И вот однажды утром – неожиданная развязка! Всю ночь с неба падали снежные хлопья, а когда рассвело, все оказалось под снегом: лес, поля, дорога и даже фургон. Белый цвет, цвет Пьеро, одержал победу. И словно для того, чтобы увенчать победителя, вечером над побелевшей землей взошла огромная серебряная луна.
Коломбина все чаще и чаще вспоминает Пульдрезик и Пьеро, особенно когда смотрит на луну. И вот однажды к ней в руки неведомо как попадает маленький конвертик. Коломбина гадает: неужели приходил Пьеро, чтобы оставить ей записочку? На самом-то деле, если вы помните, Пьеро прикрепил конверт к лесам, которые потом превратились в фургон. Коломбина читает:
Коломбина!
Не покидай меня! Не соблазняйся искусственными, химическими красками Арлекина! Они ядовитые, дурно пахнут и быстро линяют. Коломбина, у меня тоже есть краски. Только мои настоящие, вечные.
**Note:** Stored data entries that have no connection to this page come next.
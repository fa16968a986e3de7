pub mod caption;
pub mod config;
pub mod fetcher;
pub mod journal;
pub mod metrics;
pub mod platform;
pub mod publisher;
pub mod retry;
pub mod routine;
pub mod testing;
pub mod tracker;

pub use caption::{CaptionGenerator, GeminiClient, LlmClient, LlmError};
pub use config::{
    load_config, load_config_from_str, validate_config, Config, ConfigError, ContentConfig,
    LlmConfig, LlmProvider, PlatformConfig, SanitizedConfig, ServerConfig,
};
pub use fetcher::{Fetcher, FetcherConfig};
pub use journal::{
    create_journal, JournalEvent, JournalHandle, JournalRecord, JournalStore, JournalWriter,
    MemoryJournalStore,
};
pub use metrics::register_metrics;
pub use platform::{GatewayClient, MediaPlatform, MediaRef, MediaType, PlatformError};
pub use publisher::Publisher;
pub use routine::{RoutineConfig, RoutineError, RoutineReport, RoutineRunner, RoutineStatus};
pub use tracker::{
    ContentTracker, DownloadMetadata, JsonContentTracker, MediaKind, PostedRecord, TrackerError,
};
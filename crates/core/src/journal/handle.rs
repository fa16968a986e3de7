use chrono::{DateTime, Utc};
use tokio::sync::mpsc;

use super::JournalEvent;

/// Envelope wrapping a journal event with its emission time
#[derive(Debug, Clone)]
pub struct JournalEnvelope {
    pub timestamp: DateTime<Utc>,
    pub event: JournalEvent,
}

/// Handle for emitting journal events
///
/// This is cheaply cloneable and can be shared across tasks.
/// Events are sent through an async channel to be written by the JournalWriter.
#[derive(Clone)]
pub struct JournalHandle {
    tx: mpsc::Sender<JournalEnvelope>,
}

impl JournalHandle {
    /// Create a new journal handle from a channel sender
    pub fn new(tx: mpsc::Sender<JournalEnvelope>) -> Self {
        Self { tx }
    }

    /// Emit a journal event asynchronously
    ///
    /// If the channel is full or closed, the error is logged but the caller
    /// is not blocked or failed.
    pub async fn emit(&self, event: JournalEvent) {
        let envelope = JournalEnvelope {
            timestamp: Utc::now(),
            event,
        };
        if let Err(e) = self.tx.send(envelope).await {
            tracing::error!("Failed to emit journal event: {}", e);
        }
    }

    /// Try to emit a journal event without blocking
    ///
    /// Returns true if the event was sent successfully, false otherwise.
    pub fn try_emit(&self, event: JournalEvent) -> bool {
        let envelope = JournalEnvelope {
            timestamp: Utc::now(),
            event,
        };
        match self.tx.try_send(envelope) {
            Ok(()) => true,
            Err(e) => {
                tracing::error!("Failed to emit journal event: {}", e);
                false
            }
        }
    }
}
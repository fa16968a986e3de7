use std::path::{Path, PathBuf};

use chrono::{DateTime, Utc};
use serde::{Deserialize, Serialize};
use thiserror::Error;

/// File extensions treated as video content.
pub const VIDEO_EXTENSIONS: &[&str] = &["mp4", "mov", "avi", "mkv", "webm"];

/// File extensions treated as image content.
pub const IMAGE_EXTENSIONS: &[&str] = &["jpg", "jpeg", "png", "gif"];

/// Errors from tracker persistence.
#[derive(Debug, Error)]
pub enum TrackerError {
    #[error("I/O error: {0}")]
    Io(#[from] std::io::Error),

    #[error("Serialization error: {0}")]
    Serialization(#[from] serde_json::Error),
}

/// The two media kinds tracked in the posted log.
#[derive(Debug, Clone, Copy, PartialEq, Eq, Serialize, Deserialize)]
#[serde(rename_all = "snake_case")]
pub enum MediaKind {
    Images,
    Videos,
}

impl MediaKind {
    pub fn as_str(&self) -> &'static str {
        match self {
            MediaKind::Images => "images",
            MediaKind::Videos => "videos",
        }
    }

    /// Classify a file by extension. Anything that is not a known video
    /// extension counts as an image, matching the upload dispatch.
    pub fn from_path(path: &Path) -> Self {
        if has_extension(path, VIDEO_EXTENSIONS) {
            MediaKind::Videos
        } else {
            MediaKind::Images
        }
    }
}

/// Case-insensitive extension membership test.
pub fn has_extension(path: &Path, extensions: &[&str]) -> bool {
    path.extension()
        .and_then(|e| e.to_str())
        .is_some_and(|e| extensions.iter().any(|v| e.eq_ignore_ascii_case(v)))
}

/// One publish action, as recorded in the posted log.
///
/// `posted_at` is kept as the raw string from disk: records with timestamps
/// we cannot parse must still load, and are treated as recent when filtering.
#[derive(Debug, Clone, Serialize, Deserialize)]
pub struct PostedRecord {
    pub file: String,
    pub caption: String,
    pub posted_at: String,
    pub source: String,
}

impl PostedRecord {
    /// Parse the posting timestamp, if possible.
    pub fn posted_at_utc(&self) -> Option<DateTime<Utc>> {
        DateTime::parse_from_rfc3339(&self.posted_at)
            .ok()
            .map(|dt| dt.with_timezone(&Utc))
    }
}

/// The posted-content document: two append-only sequences keyed by kind.
#[derive(Debug, Clone, Default, Serialize, Deserialize)]
pub struct PostedLog {
    #[serde(default)]
    pub images: Vec<PostedRecord>,
    #[serde(default)]
    pub videos: Vec<PostedRecord>,
}

/// The download ledger document: recently downloaded media ids plus the
/// last sweep timestamp.
#[derive(Debug, Clone, Default, Serialize, Deserialize)]
pub struct DownloadLedger {
    #[serde(default)]
    pub media_ids: Vec<String>,
    #[serde(default)]
    pub last_cleanup: Option<DateTime<Utc>>,
}

/// Sidecar metadata written next to each downloaded media file.
#[derive(Debug, Clone, Serialize, Deserialize)]
pub struct DownloadMetadata {
    pub media_id: String,
    #[serde(default)]
    pub original_caption: Option<String>,
    #[serde(default)]
    pub like_count: u64,
    #[serde(default)]
    pub comment_count: u64,
    pub username: String,
    pub downloaded_at: DateTime<Utc>,
    pub file_size_bytes: u64,
    pub download_attempts: u32,
    #[serde(default)]
    pub hashtags: Vec<String>,
    #[serde(default)]
    pub validated: bool,
}

impl DownloadMetadata {
    /// Path of the sidecar document for a media file.
    pub fn sidecar_path(media_path: &Path) -> PathBuf {
        media_path.with_extension("json")
    }

    /// Load the sidecar for a media file, if one exists and parses.
    pub fn load_for(media_path: &Path) -> Option<Self> {
        let path = Self::sidecar_path(media_path);
        let text = std::fs::read_to_string(&path).ok()?;
        match serde_json::from_str(&text) {
            Ok(meta) => Some(meta),
            Err(e) => {
                tracing::warn!("Unreadable sidecar {}: {}", path.display(), e);
                None
            }
        }
    }

    /// Write the sidecar next to the media file.
    pub fn write_for(&self, media_path: &Path) -> Result<(), TrackerError> {
        let path = Self::sidecar_path(media_path);
        let text = serde_json::to_string_pretty(self)?;
        std::fs::write(&path, text)?;
        Ok(())
    }
}

/// Trait for the content tracking store.
///
/// Implementations serialize every read-modify-write internally; callers do
/// not need to coordinate access.
pub trait ContentTracker: Send + Sync {
    /// Layered duplicate check. A hit anywhere back-fills the ledger so the
    /// next check for the same id stays on the fast path. I/O errors log and
    /// report "not downloaded" rather than blocking a fetch.
    fn is_already_downloaded(&self, media_id: &str) -> bool;

    /// Idempotently record a downloaded media id, evicting the oldest
    /// entries beyond the ledger cap.
    fn track_download(&self, media_id: &str) -> Result<(), TrackerError>;

    /// Append a publish record to the matching sequence.
    fn record_posted(&self, kind: MediaKind, record: PostedRecord) -> Result<(), TrackerError>;

    /// Drop candidates whose file name matches a video posted within the
    /// recency window. Records with unparsable timestamps count as recent.
    fn filter_unposted(&self, candidates: &[PathBuf]) -> Vec<PathBuf>;

    /// Stamp the ledger with the time of an age-based sweep.
    fn record_cleanup(&self) -> Result<(), TrackerError>;

    /// (images, videos) counts from the posted log.
    fn posted_counts(&self) -> (usize, usize);

    /// Number of ids currently in the ledger.
    fn ledger_len(&self) -> usize;
}
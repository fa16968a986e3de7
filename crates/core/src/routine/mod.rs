//! The posting routine: one prioritized pass per invocation.
//!
//! The runner has no internal scheduler; an external trigger (cron, HTTP)
//! invokes one pass at a time. User-dropped files post first, then freshly
//! fetched content, then previously downloaded files that were never posted.

mod config;
mod runner;
mod types;

pub use config::{DelayRange, RoutineConfig};
pub use runner::RoutineRunner;
pub use types::{RoutineError, RoutineReport, RoutineStatus};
Слушай меня внимательно. Я открою тебе удивительные тайны:
Моя ночь вовсе не черная, она – голубая! Как воздух, которым мы дышим.
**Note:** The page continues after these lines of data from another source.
//! Run journal: a lightweight event log backing the recent-activity API.
//!
//! Components emit [`JournalEvent`]s through a cheaply-cloneable
//! [`JournalHandle`]; a background [`JournalWriter`] drains the channel into
//! a [`JournalStore`]. The default store is an in-memory ring buffer.

mod events;
mod handle;
mod store;
mod writer;

pub use events::JournalEvent;
pub use handle::{JournalEnvelope, JournalHandle};
pub use store::{JournalRecord, JournalStore, MemoryJournalStore};
pub use writer::{create_journal, JournalWriter};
Моя печь вовсе не черная, она – золотая! Как хлеб, который мы едим.
Цвет моего хлеба радует глаз, к тому же он густой, насыщенный, в нем есть вкус, аромат и тепло.
Я люблю тебя и жду.
Пьеро.
Голубая ночь, золотистая печь, настоящие краски – все то, чем мы дышим и питаемся, – так, значит, вот они, тайны Пьеро? Глядя на снежный зимний пейзаж, напомнивший ей белый балахон Пьеро, Коломбина размышляет, не зная, на что решиться. Арлекин спит, позабыв о ней. Скоро снова придется тащить фургон по обледенелой дороге, а от лямок так ноют плечи и грудь! Зачем ей все это? Почему бы ей не вернуться обратно, если ей больше нечего делать здесь, с Арлекином, и нарядные, радужные краски совсем полиняли? Она собирает свой узелок, выпрыгивает из фургона и пускается налегке в обратный путь.
Маленькая Коломбина-Арлекина в платьице, которое совсем поблекло, но все равно не стало, как прежде, белоснежным, идет, идет и идет. Она скользит по снегу, который едва слышно скрипит у нее под ногами, и ветер свистит у нее в ушах: скрип-сью-у-у, скрип-сью-у-у… И вот в голове у Коломбины возникает множество слов на «с», слов злых и мрачных: синяк, стон, слезы, сажа, стужа, слабый, свирепый, страх, смерть. Бедная Коломбина, сейчас она упадет, но, к счастью, целая стая других слов на «с», слов дружеских, приходит ей на помощь (может, это Пьеро послал ей их навстречу?): ситец, сатин, свет, свеча, сладкий, сдобный, сильный, сердце, смех, сад, солнце…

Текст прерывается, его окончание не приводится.